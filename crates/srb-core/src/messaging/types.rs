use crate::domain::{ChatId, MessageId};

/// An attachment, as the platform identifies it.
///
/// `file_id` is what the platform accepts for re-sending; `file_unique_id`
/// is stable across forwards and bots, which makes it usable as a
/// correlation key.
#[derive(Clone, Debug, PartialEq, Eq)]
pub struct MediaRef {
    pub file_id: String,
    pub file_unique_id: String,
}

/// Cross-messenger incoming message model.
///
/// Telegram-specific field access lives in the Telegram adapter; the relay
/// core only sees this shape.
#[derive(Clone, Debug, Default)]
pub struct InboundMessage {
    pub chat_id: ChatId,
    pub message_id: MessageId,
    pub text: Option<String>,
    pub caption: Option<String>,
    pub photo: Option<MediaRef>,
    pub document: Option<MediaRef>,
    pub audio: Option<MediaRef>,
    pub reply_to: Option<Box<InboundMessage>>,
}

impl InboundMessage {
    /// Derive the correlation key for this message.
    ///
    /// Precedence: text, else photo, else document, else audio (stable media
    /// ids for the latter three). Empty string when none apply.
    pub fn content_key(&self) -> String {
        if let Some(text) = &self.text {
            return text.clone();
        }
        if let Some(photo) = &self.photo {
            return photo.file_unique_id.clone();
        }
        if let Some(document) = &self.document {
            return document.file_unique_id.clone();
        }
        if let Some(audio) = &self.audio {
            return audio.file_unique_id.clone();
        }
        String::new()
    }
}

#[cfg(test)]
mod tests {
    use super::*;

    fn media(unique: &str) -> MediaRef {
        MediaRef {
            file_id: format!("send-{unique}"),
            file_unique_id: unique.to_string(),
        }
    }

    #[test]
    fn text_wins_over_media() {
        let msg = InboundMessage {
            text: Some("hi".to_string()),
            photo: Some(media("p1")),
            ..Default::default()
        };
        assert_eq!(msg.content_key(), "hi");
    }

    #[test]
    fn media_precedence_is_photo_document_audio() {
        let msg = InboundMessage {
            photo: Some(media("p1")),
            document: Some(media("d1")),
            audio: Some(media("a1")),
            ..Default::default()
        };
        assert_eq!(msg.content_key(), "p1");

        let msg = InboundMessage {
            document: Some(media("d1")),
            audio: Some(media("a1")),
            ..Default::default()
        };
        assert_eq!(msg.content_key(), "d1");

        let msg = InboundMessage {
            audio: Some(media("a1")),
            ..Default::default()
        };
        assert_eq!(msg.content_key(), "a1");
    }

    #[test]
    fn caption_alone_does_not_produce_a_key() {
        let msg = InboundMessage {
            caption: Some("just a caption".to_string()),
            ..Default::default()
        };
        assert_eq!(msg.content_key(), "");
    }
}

########################################

### Problem to work on
What lines above hold the word "stable"? List them all.

### Written solution
/// is stable across forwards and bots, which makes it usable as a
    /// Precedence: text, else photo, else document, else audio (stable media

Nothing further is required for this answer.